(Saved entries)
****
impl Lowerer {
    fn new(function_id: &str) -> Self {
        Self {
            function_id: function_id.to_string(),
            blocks: Vec::new(),
            counter: 0,
            total_statements: 0,
            yield_states: Vec::new(),
        }
    }

    fn new_block(&mut self, kind: BlockKind, span: Span, statement_count: usize) -> String {
        let id = format!("{}:b{}", self.function_id, self.counter);
        self.counter += 1;
        let mut block = BasicFlowBlock::new(&id, kind, &self.function_id, span);
        block.statement_count = statement_count;
        self.blocks.push(block);
        self.total_statements += statement_count;
        id
    }

    fn lower_stmts(&mut self, stmts: &[&SyntaxNode]) -> Vec<Structure> {
        let mut out: Vec<Structure> = Vec::new();
        // Accumulate consecutive simple statements into one maximal block
        let mut pending: Option<(Span, usize)> = None;

        macro_rules! flush {
            () => {
                if let Some((span, count)) = pending.take() {
                    let block = self.new_block(BlockKind::Block, span, count);
                    out.push(Structure::Linear { block });
                }
            };
        }

        for stmt in stmts {
            match classify_stmt(stmt) {
                StmtClass::Simple => {
                    pending = Some(match pending {
                        Some((span, count)) => (merge_spans(span, stmt.span), count + 1),
                        None => (stmt.span, 1),
                    });
                }
                StmtClass::With => {
                    // Transparent container: header statement then inner body
                    flush!();
                    let block = self.new_block(BlockKind::Block, stmt.span, 1);
                    out.push(Structure::Linear { block });
                    let inner = block_statements(stmt);
                    out.extend(self.lower_stmts(&inner));
                }
                StmtClass::If => {
                    flush!();
                    out.push(self.lower_if(stmt));
                }
                StmtClass::Match => {
                    flush!();
                    match self.lower_match(stmt) {
                        Some(s) => out.push(s),
                        None => {
                            let block = self.new_block(BlockKind::Block, stmt.span, 1);
                            out.push(Structure::Linear { block });
                        }
                    }
                }
                StmtClass::Loop => {
                    flush!();
                    out.push(self.lower_loop(stmt));
                }
                StmtClass::Try => {
                    flush!();
                    out.push(self.lower_try(stmt));
                }
                StmtClass::Await => {
                    flush!();
                    let suspend = self.new_block(BlockKind::Suspend, stmt.span, 1);
                    let resume = self.new_block(BlockKind::Resume, stmt.span, 0);
                    out.push(Structure::Await { suspend, resume });
                }
                StmtClass::Yield => {
                    flush!();
                    let block = self.new_block(BlockKind::Block, stmt.span, 1);
                    out.push(Structure::Linear { block });
                    // The block after a yield is a generator state target
                    let state = self.new_block(BlockKind::Block, stmt.span, 0);
                    self.yield_states.push(state.clone());
                    out.push(Structure::Linear { block: state });
                }
                StmtClass::Terminator(kind) => {
                    flush!();
                    let block = self.new_block(BlockKind::Block, stmt.span, 1);
                    out.push(Structure::Terminator { block, kind });
                }
            }
        }
        flush!();
        out
    }

    fn lower_if(&mut self, node: &SyntaxNode) -> Structure {
        let cond_span = condition_span(node);
        let cond = self.new_block(BlockKind::Condition, cond_span, 1);

        let then_stmts = block_statements(node);
        let then_branch = self.lower_stmts(&then_stmts);

        let clauses: Vec<&SyntaxNode> = node
            .children
            .iter()
            .filter(|c| {
                matches!(
                    c.raw_kind.as_deref(),
                    Some("elif_clause") | Some("else_clause")
                )
            })
            .collect();
        let else_branch = self.lower_else_chain(&clauses);

        Structure::Cond {
            cond,
            then_branch,
            else_branch,
        }
    }

    fn lower_else_chain(&mut self, clauses: &[&SyntaxNode]) -> Vec<Structure> {
        let Some((first, rest)) = clauses.split_first() else {
            return Vec::new();
        };

        if first.raw_kind.as_deref() == Some("elif_clause") {
            let cond = self.new_block(BlockKind::Condition, condition_span(first), 1);
            let then_stmts = block_statements(first);
            let then_branch = self.lower_stmts(&then_stmts);
            let else_branch = self.lower_else_chain(rest);
            return vec![Structure::Cond {
                cond,
                then_branch,
                else_branch,
            }];
        }

        // else clause: either a block, or a chained `else if` (TypeScript)
        if let Some(nested_if) = first.children.iter().find(|c| c.kind == SyntaxKind::IfStmt) {
            return vec![self.lower_if(nested_if)];
        }
        let stmts = block_statements(first);
        self.lower_stmts(&stmts)
    }

    fn lower_match(&mut self, node: &SyntaxNode) -> Option<Structure> {
        // A match statement lowers to a chain of conditions, one per case.
        // Case clauses sit either directly under the statement or inside
        // its body block, depending on the grammar.
        let mut cases: Vec<&SyntaxNode> = node
            .children
            .iter()
            .filter(|c| c.kind == SyntaxKind::MatchCase)
            .collect();
        if cases.is_empty() {
            if let Some(block) = node.children.iter().find(|c| c.kind == SyntaxKind::Block) {
                cases = block
                    .children
                    .iter()
                    .filter(|c| c.kind == SyntaxKind::MatchCase)
                    .collect();
            }
        }
        self.lower_case_chain(&cases)
    }

    fn lower_case_chain(&mut self, cases: &[&SyntaxNode]) -> Option<Structure> {
        let (first, rest) = cases.split_first()?;
        let cond = self.new_block(BlockKind::Condition, first.span, 1);
        let then_stmts = block_statements(first);
        let then_branch = self.lower_stmts(&then_stmts);
        let else_branch = self.lower_case_chain(rest).map(|s| vec![s]).unwrap_or_default();
        Some(Structure::Cond {
            cond,
            then_branch,
            else_branch,
        })
    }

    fn lower_loop(&mut self, node: &SyntaxNode) -> Structure {
        let header = self.new_block(BlockKind::LoopHeader, condition_span(node), 1);
        let body_stmts = block_statements(node);
        let mut body = self.lower_stmts(&body_stmts);

        // Latch: route the back edge through a single block so each loop
        // has at most one LoopBack, unless the body ends in a jump.
        if !ends_in_terminator(&body) {
            let latch = self.new_block(BlockKind::Block, node.span, 0);
            body.push(Structure::Linear { block: latch });
        }

        Structure::Loop { header, body }
    }

    fn lower_try(&mut self, node: &SyntaxNode) -> Structure {
        let try_block = self.new_block(BlockKind::Try, node.span, 0);
        let mut body_stmts = block_statements(node);

        // try/else: the else suite runs when no exception was raised;
        // treat it as a continuation of the body.
        if let Some(else_clause) = node.find_raw("else_clause") {
            body_stmts.extend(block_statements(else_clause));
        }
        let body = self.lower_stmts(&body_stmts);

        let mut catches = Vec::new();
        for clause in &node.children {
            if clause.kind == SyntaxKind::ExceptClause {
                let block = self.new_block(BlockKind::Catch, clause.span, 1);
                let stmts = block_statements(clause);
                let catch_body = self.lower_stmts(&stmts);
                catches.push(CatchArm {
                    block,
                    body: catch_body,
                });
            }
        }

        let finally = node
            .children
            .iter()
            .find(|c| c.kind == SyntaxKind::FinallyClause)
            .map(|clause| {
                let block = self.new_block(BlockKind::Finally, clause.span, 1);
                let stmts = block_statements(clause);
                let body = self.lower_stmts(&stmts);
                FinallyArm { block, body }
            });

        Structure::Try {
            try_block,
            body,
            catches,
            finally,
        }
    }
}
****
**Task requirements**
Copy out the entries in full, exactly as they appear.

**Result of this exercise**
impl Lowerer {
    fn new(function_id: &str) -> Self {
        Self {
            function_id: function_id.to_string(),
            blocks: Vec::new(),
            counter: 0,
            total_statements: 0,
            yield_states: Vec::new(),
        }
    }

    fn new_block(&mut self, kind: BlockKind, span: Span, statement_count: usize) -> String {
        let id = format!("{}:b{}", self.function_id, self.counter);
        self.counter += 1;
        let mut block = BasicFlowBlock::new(&id, kind, &self.function_id, span);
        block.statement_count = statement_count;
        self.blocks.push(block);
        self.total_statements += statement_count;
        id
    }

    fn lower_stmts(&mut self, stmts: &[&SyntaxNode]) -> Vec<Structure> {
        let mut out: Vec<Structure> = Vec::new();
        // Accumulate consecutive simple statements into one maximal block
        let mut pending: Option<(Span, usize)> = None;

        macro_rules! flush {
            () => {
                if let Some((span, count)) = pending.take() {
                    let block = self.new_block(BlockKind::Block, span, count);
                    out.push(Structure::Linear { block });
                }
            };
        }

        for stmt in stmts {
            match classify_stmt(stmt) {
                StmtClass::Simple => {
                    pending = Some(match pending {
                        Some((span, count)) => (merge_spans(span, stmt.span), count + 1),
                        None => (stmt.span, 1),
                    });
                }
                StmtClass::With => {
                    // Transparent container: header statement then inner body
                    flush!();
                    let block = self.new_block(BlockKind::Block, stmt.span, 1);
                    out.push(Structure::Linear { block });
                    let inner = block_statements(stmt);
                    out.extend(self.lower_stmts(&inner));
                }
                StmtClass::If => {
                    flush!();
                    out.push(self.lower_if(stmt));
                }
                StmtClass::Match => {
                    flush!();
                    match self.lower_match(stmt) {
                        Some(s) => out.push(s),
                        None => {
                            let block = self.new_block(BlockKind::Block, stmt.span, 1);
                            out.push(Structure::Linear { block });
                        }
                    }
                }
                StmtClass::Loop => {
                    flush!();
                    out.push(self.lower_loop(stmt));
                }
                StmtClass::Try => {
                    flush!();
                    out.push(self.lower_try(stmt));
                }
                StmtClass::Await => {
                    flush!();
                    let suspend = self.new_block(BlockKind::Suspend, stmt.span, 1);
                    let resume = self.new_block(BlockKind::Resume, stmt.span, 0);
                    out.push(Structure::Await { suspend, resume });
                }
                StmtClass::Yield => {
                    flush!();
                    let block = self.new_block(BlockKind::Block, stmt.span, 1);
                    out.push(Structure::Linear { block });
                    // The block after a yield is a generator state target
                    let state = self.new_block(BlockKind::Block, stmt.span, 0);
                    self.yield_states.push(state.clone());
                    out.push(Structure::Linear { block: state });
                }
                StmtClass::Terminator(kind) => {
                    flush!();
                    let block = self.new_block(BlockKind::Block, stmt.span, 1);
                    out.push(Structure::Terminator { block, kind });
                }
            }
        }
        flush!();
        out
    }

    fn lower_if(&mut self, node: &SyntaxNode) -> Structure {
        let cond_span = condition_span(node);
        let cond = self.new_block(BlockKind::Condition, cond_span, 1);

        let then_stmts = block_statements(node);
        let then_branch = self.lower_stmts(&then_stmts);

        let clauses: Vec<&SyntaxNode> = node
            .children
            .iter()
            .filter(|c| {
                matches!(
                    c.raw_kind.as_deref(),
                    Some("elif_clause") | Some("else_clause")
                )
            })
            .collect();
        let else_branch = self.lower_else_chain(&clauses);

        Structure::Cond {
            cond,
            then_branch,
            else_branch,
        }
    }

    fn lower_else_chain(&mut self, clauses: &[&SyntaxNode]) -> Vec<Structure> {
        let Some((first, rest)) = clauses.split_first() else {
            return Vec::new();
        };

        if first.raw_kind.as_deref() == Some("elif_clause") {
            let cond = self.new_block(BlockKind::Condition, condition_span(first), 1);
            let then_stmts = block_statements(first);
            let then_branch = self.lower_stmts(&then_stmts);
            let else_branch = self.lower_else_chain(rest);
            return vec![Structure::Cond {
                cond,
                then_branch,
                else_branch,
            }];
        }

        // else clause: either a block, or a chained `else if` (TypeScript)
        if let Some(nested_if) = first.children.iter().find(|c| c.kind == SyntaxKind::IfStmt) {
            return vec![self.lower_if(nested_if)];
        }
        let stmts = block_statements(first);
        self.lower_stmts(&stmts)
    }

    fn lower_match(&mut self, node: &SyntaxNode) -> Option<Structure> {
        // A match statement lowers to a chain of conditions, one per case.
        // Case clauses sit either directly under the statement or inside
        // its body block, depending on the grammar.
        let mut cases: Vec<&SyntaxNode> = node
            .children
            .iter()
            .filter(|c| c.kind == SyntaxKind::MatchCase)
            .collect();
        if cases.is_empty() {
            if let Some(block) = node.children.iter().find(|c| c.kind == SyntaxKind::Block) {
                cases = block
                    .children
                    .iter()
                    .filter(|c| c.kind == SyntaxKind::MatchCase)
                    .collect();
            }
        }
        self.lower_case_chain(&cases)
    }

    fn lower_case_chain(&mut self, cases: &[&SyntaxNode]) -> Option<Structure> {
        let (first, rest) = cases.split_first()?;
        let cond = self.new_block(BlockKind::Condition, first.span, 1);
        let then_stmts = block_statements(first);
        let then_branch = self.lower_stmts(&then_stmts);
        let else_branch = self.lower_case_chain(rest).map(|s| vec![s]).unwrap_or_default();
        Some(Structure::Cond {
            cond,
            then_branch,
            else_branch,
        })
    }

    fn lower_loop(&mut self, node: &SyntaxNode) -> Structure {
        let header = self.new_block(BlockKind::LoopHeader, condition_span(node), 1);
        let body_stmts = block_statements(node);
        let mut body = self.lower_stmts(&body_stmts);

        // Latch: route the back edge through a single block so each loop
        // has at most one LoopBack, unless the body ends in a jump.
        if !ends_in_terminator(&body) {
            let latch = self.new_block(BlockKind::Block, node.span, 0);
            body.push(Structure::Linear { block: latch });
        }

        Structure::Loop { header, body }
    }

    fn lower_try(&mut self, node: &SyntaxNode) -> Structure {
        let try_block = self.new_block(BlockKind::Try, node.span, 0);
        let mut body_stmts = block_statements(node);

        // try/else: the else suite runs when no exception was raised;
        // treat it as a continuation of the body.
        if let Some(else_clause) = node.find_raw("else_clause") {
            body_stmts.extend(block_statements(else_clause));
        }
        let body = self.lower_stmts(&body_stmts);

        let mut catches = Vec::new();
        for clause in &node.children {
            if clause.kind == SyntaxKind::ExceptClause {
                let block = self.new_block(BlockKind::Catch, clause.span, 1);
                let stmts = block_statements(clause);
                let catch_body = self.lower_stmts(&stmts);
                catches.push(CatchArm {
                    block,
                    body: catch_body,
                });
            }
        }

        let finally = node
            .children
            .iter()
            .find(|c| c.kind == SyntaxKind::FinallyClause)
            .map(|clause| {
                let block = self.new_block(BlockKind::Finally, clause.span, 1);
                let stmts = block_statements(clause);
                let body = self.lower_stmts(&stmts);
                FinallyArm { block, body }
            });

        Structure::Try {
            try_block,
            body,
            catches,
            finally,
        }
    }
}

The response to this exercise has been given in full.